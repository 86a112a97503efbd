use kiimail_builder::{
    compile, compile_str, find_by_id, parse_document, parse_validated, resolve_property,
    EmailDocument, EmailError, NodeKind, PropValue, StyleProperty,
};
use pretty_assertions::assert_eq;
use std::fs;
use std::path::PathBuf;

fn get_fixture_path(filename: &str) -> PathBuf {
    let mut path = PathBuf::from(env!("CARGO_MANIFEST_DIR"));
    path.push("fixtures");
    path.push(filename);
    path
}

fn load(filename: &str) -> String {
    fs::read_to_string(get_fixture_path(filename)).unwrap()
}

fn newsletter() -> EmailDocument {
    parse_document(&load("newsletter.json")).unwrap()
}

fn style_section(html: &str) -> &str {
    let start = html.find("<style").unwrap();
    let end = html.find("</style>").unwrap();
    &html[start..end]
}

// Fixture tests
#[test]
fn test_welcome_end_to_end() {
    let html = compile_str(&load("welcome.json")).unwrap();
    assert!(html.contains("<title>T</title>"));
    assert!(html.contains(">Hello</span>"));
    assert!(html.contains("<span style=\"display:block;"));
    assert!(html.contains("style=\"width:500px;vertical-align: top;max-width:500px;margin: 0 auto;background-color: #fff;\""));
    assert!(html.trim_end().ends_with("</html>"));
}

#[test]
fn test_newsletter_is_valid() {
    let result = parse_validated(&load("newsletter.json"));
    assert!(result.is_ok(), "newsletter.json should be valid: {:?}", result.err());
}

#[test]
fn test_invalid_duplicate_id_fixture() {
    let result = parse_validated(&load("invalid-duplicate-id.json"));
    assert_eq!(result.unwrap_err(), EmailError::DuplicateId { id: 3 });
}

#[test]
fn test_invalid_missing_blocks_fixture() {
    let result = compile_str(&load("invalid-missing-blocks.json"));
    assert!(matches!(result.unwrap_err(), EmailError::MalformedDocument(_)));
}

// Inheritance tests
#[test]
fn test_widget_inherits_through_block_and_document() {
    let doc = newsletter();
    assert_eq!(resolve_property(&doc, 13, StyleProperty::BgColor), PropValue::from("#ffffff"));
    assert_eq!(resolve_property(&doc, 13, StyleProperty::TxtColor), PropValue::from("#333333"));
    assert_eq!(resolve_property(&doc, 13, StyleProperty::Width), PropValue::from("600"));
    assert_eq!(resolve_property(&doc, 12, StyleProperty::FontBold), PropValue::from(true));
    assert_eq!(resolve_property(&doc, 13, StyleProperty::FontBold), PropValue::from(false));
}

#[test]
fn test_root_fallback() {
    let doc = newsletter();
    assert_eq!(find_by_id(&doc, 0).kind(), NodeKind::Document);
    assert_eq!(find_by_id(&doc, 4242).kind(), NodeKind::Document);
}

#[test]
fn test_text_span_uses_resolved_style() {
    let html = compile(&newsletter());
    assert!(html.contains(
        "<span style=\"display:block;font-family:Helvetica, Arial, sans-serif;font-size:14px;color:#333333;\
         background-color:#ffffff;width:600;\"><p>Second paragraph</p></span>"
    ));
    assert!(html.contains(
        "<span style=\"display:block;font-family:Helvetica, Arial, sans-serif;font-size:14px;color:#333333;\
         font-weight:bold;background-color:#ffffff;width:600;\"><p>First paragraph</p></span>"
    ));
}

#[test]
fn test_cell_markup() {
    let html = compile(&newsletter());
    assert!(html.contains(
        "<td style=\"font-family:Helvetica, Arial, sans-serif;font-size:14px;color:#333333;\
         background-color:#ffffff;width:600;padding-top:10px;padding-left:10px;padding-right:20px;\
         padding-bottom:10px;vertical-align:middle;text-align:center\" valign=\"middle\" align=\"center\">"
    ));
}

#[test]
fn test_block_row_style() {
    let html = compile(&newsletter());
    assert!(html.contains(
        "<tr style=\"font-family:Helvetica, Arial, sans-serif;font-size:14px;color:#ffffff;\
         background-color:#222222;width:600;\">"
    ));
}

// Ordering tests
#[test]
fn test_render_keeps_stored_order() {
    let html = compile(&newsletter());
    let second = html.find("Second paragraph").unwrap();
    let first = html.find("First paragraph").unwrap();
    let button = html.find("Read more").unwrap();
    // block 10 (position 1) is stored before block 20 (position 0)
    assert!(second < button);
    // widget 13 (position 1) is stored before widget 12 (position 0)
    assert!(second < first);
}

#[test]
fn test_lookup_uses_position_order() {
    // two widgets share an id; lookup sees the lower position first, render keeps stored order
    let doc = parse_document(
        r##"{"id": 1, "blocks": [{"id": 2, "cells": [{"id": 3, "widgets": [
            {"id": 4, "position": 5, "format": "text", "txtColor": "#aaa", "textarea": "late"},
            {"id": 4, "position": 1, "format": "text", "txtColor": "#bbb", "textarea": "early"}
        ]}]}]}"##,
    )
    .unwrap();
    assert_eq!(resolve_property(&doc, 4, StyleProperty::TxtColor), PropValue::from("#bbb"));

    let html = compile(&doc);
    assert!(html.find(">late</span>").unwrap() < html.find(">early</span>").unwrap());
    assert!(html.contains("color:#bbb;background-color:;width:;\">late</span>"));
}

// Determinism and degradation
#[test]
fn test_compile_is_deterministic() {
    let doc = newsletter();
    assert_eq!(compile(&doc), compile(&doc));
}

#[test]
fn test_style_section_is_identical_across_documents() {
    let a = compile(&newsletter());
    let b = compile_str(&load("welcome.json")).unwrap();
    assert_eq!(style_section(&a), style_section(&b));
    assert!(style_section(&a).contains("@media (max-width: 480px)"));
    assert!(style_section(&a).contains("@media (min-width: 980px)"));
}

#[test]
fn test_empty_cell_renders_empty_td() {
    let html = compile_str(
        r#"{"id": 1, "blocks": [{"id": 2, "cells": [{"id": 3, "hAlign": "left", "vAlign": "top", "widgets": []}]}]}"#,
    )
    .unwrap();
    assert!(html.contains("valign=\"top\" align=\"left\"></td>"));
}

#[test]
fn test_missing_fields_degrade_to_empty() {
    let html = compile_str(
        r#"{"blocks": [{"id": 2, "cells": [{"id": 3, "widgets": [{"id": 4, "format": "image"}]}]}]}"#,
    ).unwrap();
    assert!(html.contains("<title></title>"));
    assert!(html.contains("padding-top:px;"));
    assert!(html.contains("<img src=\"\" style=\"display:block;height:auto;max-width:px;width:100%\""));
}

#[test]
fn test_extra_fields_survive_round_trip() {
    let doc = newsletter();
    let again = parse_document(&doc.to_json().unwrap()).unwrap();
    assert_eq!(again.extra.get("type"), doc.extra.get("type"));
    assert_eq!(compile(&again), compile(&doc));
}

#[test]
fn test_mistyped_fields_still_compile() {
    let raw = r##"{"id": null, "title": 2024, "width": [600], "blocks": [
        {"id": "2", "position": "1", "format": 3, "cells": [
            {"id": 3, "paddingTop": {"px": 4}, "hAlign": 1, "widgets": [
                {"id": 4, "format": "text", "textarea": 42},
                {"id": 5, "format": "button", "typeBtn": 7, "colorBtn": 255, "txtBtn": "Go"}
            ]}
        ]}
    ]}"##;
    let doc = parse_document(raw).unwrap();
    assert_eq!(doc.id, 0);
    assert_eq!(doc.title(), "2024");
    assert_eq!(doc.blocks[0].id, 2);
    assert_eq!(doc.blocks[0].position, 1.0);
    assert_eq!(doc.blocks[0].format, None);

    let html = compile_str(raw).unwrap();
    assert!(html.contains("<title>2024</title>"));
    assert!(html.contains(">42</span>"));
    assert!(html.contains("color:255;width: auto; padding: 0px 10px;"));
    assert!(html.contains("padding-top:px;"));
}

Assigned task
Reproduce every record word for word.

The answer
repository 86a112a97503efbd
use kiimail_builder::{
    compile, compile_str, find_by_id, parse_document, parse_validated, resolve_property,
    EmailDocument, EmailError, NodeKind, PropValue, StyleProperty,
};
use pretty_assertions::assert_eq;
use std::fs;
use std::path::PathBuf;

fn get_fixture_path(filename: &str) -> PathBuf {
    let mut path = PathBuf::from(env!("CARGO_MANIFEST_DIR"));
    path.push("fixtures");
    path.push(filename);
    path
}

fn load(filename: &str) -> String {
    fs::read_to_string(get_fixture_path(filename)).unwrap()
}

fn newsletter() -> EmailDocument {
    parse_document(&load("newsletter.json")).unwrap()
}

fn style_section(html: &str) -> &str {
    let start = html.find("<style").unwrap();
    let end = html.find("</style>").unwrap();
    &html[start..end]
}

// Fixture tests
#[test]
fn test_welcome_end_to_end() {
    let html = compile_str(&load("welcome.json")).unwrap();
    assert!(html.contains("<title>T</title>"));
    assert!(html.contains(">Hello</span>"));
    assert!(html.contains("<span style=\"display:block;"));
    assert!(html.contains("style=\"width:500px;vertical-align: top;max-width:500px;margin: 0 auto;background-color: #fff;\""));
    assert!(html.trim_end().ends_with("</html>"));
}

#[test]
fn test_newsletter_is_valid() {
    let result = parse_validated(&load("newsletter.json"));
    assert!(result.is_ok(), "newsletter.json should be valid: {:?}", result.err());
}

#[test]
fn test_invalid_duplicate_id_fixture() {
    let result = parse_validated(&load("invalid-duplicate-id.json"));
    assert_eq!(result.unwrap_err(), EmailError::DuplicateId { id: 3 });
}

#[test]
fn test_invalid_missing_blocks_fixture() {
    let result = compile_str(&load("invalid-missing-blocks.json"));
    assert!(matches!(result.unwrap_err(), EmailError::MalformedDocument(_)));
}

// Inheritance tests
#[test]
fn test_widget_inherits_through_block_and_document() {
    let doc = newsletter();
    assert_eq!(resolve_property(&doc, 13, StyleProperty::BgColor), PropValue::from("#ffffff"));
    assert_eq!(resolve_property(&doc, 13, StyleProperty::TxtColor), PropValue::from("#333333"));
    assert_eq!(resolve_property(&doc, 13, StyleProperty::Width), PropValue::from("600"));
    assert_eq!(resolve_property(&doc, 12, StyleProperty::FontBold), PropValue::from(true));
    assert_eq!(resolve_property(&doc, 13, StyleProperty::FontBold), PropValue::from(false));
}

#[test]
fn test_root_fallback() {
    let doc = newsletter();
    assert_eq!(find_by_id(&doc, 0).kind(), NodeKind::Document);
    assert_eq!(find_by_id(&doc, 4242).kind(), NodeKind::Document);
}

#[test]
fn test_text_span_uses_resolved_style() {
    let html = compile(&newsletter());
    assert!(html.contains(
        "<span style=\"display:block;font-family:Helvetica, Arial, sans-serif;font-size:14px;color:#333333;\
         background-color:#ffffff;width:600;\"><p>Second paragraph</p></span>"
    ));
    assert!(html.contains(
        "<span style=\"display:block;font-family:Helvetica, Arial, sans-serif;font-size:14px;color:#333333;\
         font-weight:bold;background-color:#ffffff;width:600;\"><p>First paragraph</p></span>"
    ));
}

#[test]
fn test_cell_markup() {
    let html = compile(&newsletter());
    assert!(html.contains(
        "<td style=\"font-family:Helvetica, Arial, sans-serif;font-size:14px;color:#333333;\
         background-color:#ffffff;width:600;padding-top:10px;padding-left:10px;padding-right:20px;\
         padding-bottom:10px;vertical-align:middle;text-align:center\" valign=\"middle\" align=\"center\">"
    ));
}

#[test]
fn test_block_row_style() {
    let html = compile(&newsletter());
    assert!(html.contains(
        "<tr style=\"font-family:Helvetica, Arial, sans-serif;font-size:14px;color:#ffffff;\
         background-color:#222222;width:600;\">"
    ));
}

// Ordering tests
#[test]
fn test_render_keeps_stored_order() {
    let html = compile(&newsletter());
    let second = html.find("Second paragraph").unwrap();
    let first = html.find("First paragraph").unwrap();
    let button = html.find("Read more").unwrap();
    // block 10 (position 1) is stored before block 20 (position 0)
    assert!(second < button);
    // widget 13 (position 1) is stored before widget 12 (position 0)
    assert!(second < first);
}

#[test]
fn test_lookup_uses_position_order() {
    // two widgets share an id; lookup sees the lower position first, render keeps stored order
    let doc = parse_document(
        r##"{"id": 1, "blocks": [{"id": 2, "cells": [{"id": 3, "widgets": [
            {"id": 4, "position": 5, "format": "text", "txtColor": "#aaa", "textarea": "late"},
            {"id": 4, "position": 1, "format": "text", "txtColor": "#bbb", "textarea": "early"}
        ]}]}]}"##,
    )
    .unwrap();
    assert_eq!(resolve_property(&doc, 4, StyleProperty::TxtColor), PropValue::from("#bbb"));

    let html = compile(&doc);
    assert!(html.find(">late</span>").unwrap() < html.find(">early</span>").unwrap());
    assert!(html.contains("color:#bbb;background-color:;width:;\">late</span>"));
}

// Determinism and degradation
#[test]
fn test_compile_is_deterministic() {
    let doc = newsletter();
    assert_eq!(compile(&doc), compile(&doc));
}

#[test]
fn test_style_section_is_identical_across_documents() {
    let a = compile(&newsletter());
    let b = compile_str(&load("welcome.json")).unwrap();
    assert_eq!(style_section(&a), style_section(&b));
    assert!(style_section(&a).contains("@media (max-width: 480px)"));
    assert!(style_section(&a).contains("@media (min-width: 980px)"));
}

#[test]
fn test_empty_cell_renders_empty_td() {
    let html = compile_str(
        r#"{"id": 1, "blocks": [{"id": 2, "cells": [{"id": 3, "hAlign": "left", "vAlign": "top", "widgets": []}]}]}"#,
    )
    .unwrap();
    assert!(html.contains("valign=\"top\" align=\"left\"></td>"));
}

#[test]
fn test_missing_fields_degrade_to_empty() {
    let html = compile_str(
        r#"{"blocks": [{"id": 2, "cells": [{"id": 3, "widgets": [{"id": 4, "format": "image"}]}]}]}"#,
    ).unwrap();
    assert!(html.contains("<title></title>"));
    assert!(html.contains("padding-top:px;"));
    assert!(html.contains("<img src=\"\" style=\"display:block;height:auto;max-width:px;width:100%\""));
}

#[test]
fn test_extra_fields_survive_round_trip() {
    let doc = newsletter();
    let again = parse_document(&doc.to_json().unwrap()).unwrap();
    assert_eq!(again.extra.get("type"), doc.extra.get("type"));
    assert_eq!(compile(&again), compile(&doc));
}

#[test]
fn test_mistyped_fields_still_compile() {
    let raw = r##"{"id": null, "title": 2024, "width": [600], "blocks": [
        {"id": "2", "position": "1", "format": 3, "cells": [
            {"id": 3, "paddingTop": {"px": 4}, "hAlign": 1, "widgets": [
                {"id": 4, "format": "text", "textarea": 42},
                {"id": 5, "format": "button", "typeBtn": 7, "colorBtn": 255, "txtBtn": "Go"}
            ]}
        ]}
    ]}"##;
    let doc = parse_document(raw).unwrap();
    assert_eq!(doc.id, 0);
    assert_eq!(doc.title(), "2024");
    assert_eq!(doc.blocks[0].id, 2);
    assert_eq!(doc.blocks[0].position, 1.0);
    assert_eq!(doc.blocks[0].format, None);

    let html = compile_str(raw).unwrap();
    assert!(html.contains("<title>2024</title>"));
    assert!(html.contains(">42</span>"));
    assert!(html.contains("color:255;width: auto; padding: 0px 10px;"));
    assert!(html.contains("padding-top:px;"));
}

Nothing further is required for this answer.